In June of last year, when many of us had been mostly confined to our homes for weeks, this lawn offered us a place to be together.  It was a place where we could see faces in three dimensions and hear other voices recite the words of the Lord’s Prayer in concert with our own.  Preaching to people for that first time, after three months of preaching to my phone, meant more to me than I could have ever anticipated.  This lawn hosted Mthr.
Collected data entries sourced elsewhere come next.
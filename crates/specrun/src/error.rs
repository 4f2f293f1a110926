//! Error types: declaration misuse, step failures, configuration, runtime.

use std::any::Any;
use std::error::Error as StdError;
use std::fmt;
use std::sync::Arc;
use std::time::Duration;

/// A boxed error a step may fail with.
pub type BoxError = Box<dyn StdError + Send + Sync + 'static>;

/// The lifecycle hooks a suite can carry. At most one of each per suite.
#[derive(Debug, Clone, Copy, PartialEq, Eq, Hash)]
pub enum HookKind {
    BeforeAll,
    AfterAll,
    BeforeEach,
    AfterEach,
}

impl fmt::Display for HookKind {
    fn fmt(&self, f: &mut fmt::Formatter<'_>) -> fmt::Result {
        f.write_str(match self {
            HookKind::BeforeAll => "before_all",
            HookKind::AfterAll => "after_all",
            HookKind::BeforeEach => "before_each",
            HookKind::AfterEach => "after_each",
        })
    }
}

/// Misuse of the registration API. Fatal: the run never starts.
#[derive(Debug, Clone, PartialEq, Eq, thiserror::Error)]
pub enum DeclarationError {
    #[error("suite \"{suite}\" can only have a single {kind}")]
    DuplicateHook { suite: String, kind: HookKind },
}

/// Why a step (hook or case body) did not succeed.
///
/// Cheap to clone: a failing `before_all` hands the same failure to every
/// case of its suite.
#[derive(Debug, Clone, thiserror::Error)]
pub enum Failure {
    #[error("timed out after {}ms", .0.as_millis())]
    Timeout(Duration),
    #[error("panicked{}: {message}", .location.as_deref().map(|at| format!(" at {at}")).unwrap_or_default())]
    Panicked {
        message: String,
        /// `file:line:column` of the panic, when a panic hook saw it.
        location: Option<String>,
    },
    #[error("{0}")]
    Error(Arc<dyn StdError + Send + Sync + 'static>),
}

impl Failure {
    pub fn from_error(err: impl Into<BoxError>) -> Self {
        Failure::Error(Arc::from(err.into()))
    }

    /// Convert a payload caught by `catch_unwind`.
    pub fn from_panic(payload: Box<dyn Any + Send>, location: Option<String>) -> Self {
        let msg = if let Some(s) = payload.downcast_ref::<&str>() {
            s.to_string()
        } else if let Some(s) = payload.downcast_ref::<String>() {
            s.clone()
        } else {
            "unknown panic".to_string()
        };
        Failure::Panicked {
            message: msg,
            location,
        }
    }

    pub fn is_timeout(&self) -> bool {
        matches!(self, Failure::Timeout(_))
    }

    /// Messages of the wrapped error's `source()` chain, outermost first.
    pub fn causes(&self) -> Vec<String> {
        let mut out = Vec::new();
        if let Failure::Error(err) = self {
            let mut cur = err.source();
            while let Some(e) = cur {
                out.push(e.to_string());
                cur = e.source();
            }
        }
        out
    }
}

/// Which step of the lifecycle produced a case failure.
#[derive(Debug, Clone, Copy, PartialEq, Eq)]
pub enum Phase {
    BeforeAll,
    BeforeEach,
    Body,
    AfterEach,
    AfterAll,
}

impl fmt::Display for Phase {
    fn fmt(&self, f: &mut fmt::Formatter<'_>) -> fmt::Result {
        f.write_str(match self {
            Phase::BeforeAll => "before_all",
            Phase::BeforeEach => "before_each",
            Phase::Body => "body",
            Phase::AfterEach => "after_each",
            Phase::AfterAll => "after_all",
        })
    }
}

/// The first failure recorded for a case.
#[derive(Debug, Clone, thiserror::Error)]
#[error("{phase}: {failure}")]
pub struct CaseFailure {
    pub phase: Phase,
    #[source]
    pub failure: Failure,
}

impl CaseFailure {
    pub fn new(phase: Phase, failure: Failure) -> Self {
        CaseFailure { phase, failure }
    }
}

/// Malformed command-line or environment configuration.
#[derive(Debug, Clone, PartialEq, Eq, thiserror::Error)]
pub enum ConfigError {
    #[error("invalid timeout `{value}` from {origin}: expected milliseconds")]
    InvalidTimeout { value: String, origin: &'static str },
    #[error("invalid color choice `{0}`: expected auto, always or never")]
    InvalidColor(String),
    #[error("flag `{0}` requires a value")]
    MissingValue(String),
}

/// Failure to drive the execution phase at all.
#[derive(Debug, thiserror::Error)]
pub enum RunError {
    #[error("failed to start the async runtime: {0}")]
    Runtime(#[from] std::io::Error),
}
Claire’s ordination to the priesthood.  It was where we welcomed saints through the waters of baptism and where we said goodbye to others.  When we received the host in September, after six months of hunger, we did so on this holy ground.  This grass has tasted the blood of Christ and holy waters and even some candle wax.  Like the pews inside, it is now saturated with the prayers of this congregation.

 

After the destruction of the Temple by the Babylonians in around the year 587 BCE, and after a long exile, the people of Judah, those who never gave up hope, returned to their land.  And from the rubble, of their buildings and of their lives, they rebuilt the Temple – not exactly as it was, but as they needed it to be.  And they stood in the shadow of that new age, wearing the scars of the past, changed but perhaps more deeply committed to those things that had sustained them in their times of trouble.  And in the steely cold of the shadows, their dreams suddenly appeared more vivid.  And their laughter meant more because they had earned it.  And their joy was more complete because they had walked the valley of the shadow of death.

 

Rather than forget the exile or downplay the pain, they embraced it as sacred memory.  Because it did not last forever.  Because the tears they sowed, grew into new songs of joy.

 

And like them, it is now our turn to say: the Lord has done great things for us.  And that is why we are here, together, today, a community that has survived hard things, that has traversed rocky roads, that has learned to dream the dreams of exiles.  We have shed tears, but we stand in this field with the God of the Harvest at our side.  The past has taught us what our present is teaching us: that God is with us, that God has a future for us. 

 

I stand on this South Lawn today and I look around.  And it feels to me, that while perhaps normal has lost its meaning, our move into the nave will introduce a little normalcy into our lives.  And this time of wilderness worship, will, I hope, be a strange but special memory.  Like the ancient Hebrews, perhaps we will look back on these days when God set a table for us under a blue sky as proof that there is healing even in times of illness.

 

We made this journey together.  Next week we will step into our beautiful building together.  And that is the only way we will realize the future God wants for us: together.  We will see better days; we might also see harder days.  But our memories will always remind us that the Lord has done great things for us. 

 

In the most challenging moments, I have been sustained by your amazing faith and your dedication.  In my moments of doubt, I have been humbled by your trust in me and your willingness to walk with God on uncharted paths.  After all we have been through, I now see in your faces a warmth able to cut through the coldest wind gust; I hear the hymns of praise you belted into a world of despair; I know the ways your love reached across distance and divides. 

 

It was never my intention, when I joined you as your rector, to lead you through a pandemic.  But together we are making our way – with love as our compass and grace in our steps.  I will never forget, I will always remember these many challenging months, these months of difficult decisions and unprecedented change, these months on the lawn.  And when I do, I will be reminded that, when life was hard and the future unclear, the Lord did great things for us.